Reporter: Roy Franedya | Editor: Cipta Wahyana
JAKARTA. Krisis sudah lewat. Paling tidak, itulah pandangan Bank Indonesia (BI) saat ini. Dengan alasan itu pula, bank sentral menormalisasi aturan pemberian fasilitas pendanaan jangka pendek (FPJP) bagi bank-bank bermasalah. Mereka bisa mendapatkan FPJP bila memiliki rasio kecukupan modal atau capital adequacy ratio (CAR) sebesar 8%.
Ini artinya, BI mengembalikan persyaratan pengucuran FPJP ke periode sebelum krisis 2008. Sebelum November 2008, hanya bank dengan rasio kecukupan modal 8% yang bisa mendapatkan fasilitas jangka pendek. Namun, dengan alasan krisis serta ditengarai ada beberapa bank yang nyaris bangkrut, BI mengubah ketentuan ini.

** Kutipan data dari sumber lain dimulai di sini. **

//! Vertex format shared by the importer and the GPU vertex buffers

use bytemuck::{Pod, Zeroable};
use glam::{Vec2, Vec3};

/// Size of one vertex in bytes (vertex buffer stride)
pub const VERTEX_STRIDE: u64 = std::mem::size_of::<Vertex>() as u64;

/// Interleaved vertex: position, uv, normal, tangent.
///
/// Tightly packed, 44 bytes. Attributes missing from the source stay zero.
#[repr(C)]
#[derive(Debug, Clone, Copy, Default, PartialEq, Pod, Zeroable)]
pub struct Vertex {
    pub position: Vec3,
    pub tex_coord: Vec2,
    pub normal: Vec3,
    pub tangent: Vec3,
}

impl Vertex {
    /// Vertex with only a position, everything else zero
    pub fn from_position(position: Vec3) -> Self {
        Self {
            position,
            ..Default::default()
        }
    }
}

#[cfg(test)]
#[path = "vertex_tests.rs"]
mod tests;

Bank boleh menerima FPJP asal memiliki CAR positif.
Relaksasi aturan FPJP ini pula yang menjadi pintu masuk penyelamatan Bank Century. Tanpa perubahan aturan penerima FPJP itu, bailout senilai Rp 6,7 triliun itu tidak mungkin bisa terlaksana. Saat itu, CAR bank milik Robert Tantular itu jauh di bawah ketentuan.
Hanya saja, BI mengklaim, revisi aturan FPJP pada 2008 merupakan kesepakatan bersama Komite Stabilitas Sistem Keuangan (KSSK). Pelonggaran FPJP dilakukan demi mencegah merambatnya krisis ke sistem keuangan.
Belakangan, Komisi Pemberantasan Korupsi (KPK) mensinyalir ada pelanggaran yang dapat merugikan negara dalam pelonggaran aturan ini. Bahkan KPK juga menetapkan dua mantan Deputi Gubernur BI sebagai tersangka.
Saat kondisi berjalan 'normal', lewat melalui Peraturan Bank Indonesia (PBI) Nomor 14/16/PBI/2012 yang dipublikasikan kemarin (30/11), selain mengembalikan ketentuan CAR bagi bank yang ingin mendapatkan FPJP sebesar 8%, BI juga membuat beberapa penyempurnaan aturan FPJP itu.
Pertama, kredit yang dijaminkan bank harus memiliki status lancar minimal 12 bulan terakhir. Kedua, kredit yang dijamin dengan agunan tanah atau bangunan, nilai terendahnya 140% dari plafon kredit. Ketiga, jangka waktu kredit paling singkat 12 bulan dari persetujuan FPJP. Keempat,bunga FPJP setara repurchase agreement (repo) BI rate plus 100 basis poin (bps).
Syarat itu lebih ketat dengan aturan sebelumnya. Misalnya, kredit yang dijaminkan bank harus memiliki status lancar selama tiga bulan terakhir.
Kredit itu harus dijamin dengan agunan yang memiliki nilai paling kurang 110% dari plafon kredit. Adapun sisa jangka waktu kredit paling cepat tiga bulan dari persetujuan FPJP. Adapun bunga FPJP setara BI rate plus 100 bps.
Direktur Direktorat Stabilitas Sistem Keuangan BI, Filianingsih Hendrata mengatakan, FPJP hanya untuk bank yang mengalami kesulitan likuiditas jangka pendek untuk memenuhi giro wajib minimum (GWM). "Harga FPJP sekarang paling tinggi karena saat ini menggunakan basis repo rate. Jadi ini fasilitas paling mahal," ujarnya.
Direktur Hubungan Masyarakat BI, Difi Ahmad Johansyah berharap, normalisasi FPJP bisa mendorong hadirnya Undang-Undang Jaring Pengaman Sistem Keuangan (JPSK) sehingga ada jalur khusus menghadapi krisis. "FPJP bantuan sementara. Bila kondisi darurat, mekanisme harus diputuskan dalam FSSK (Forum Stabilitas Sistem Keuangan)," ujarnya.
Kepala Ekonom Bank BNI, Ryan Kiryanto menilai normalisasi FPJP kebijakan tepat karena kondisi dan daya tahan perbankan kini semakin kuat. "Normalisasi FPJP merupakan rangkaian aturan yang dikeluarkan sebelumnya," ujarnya.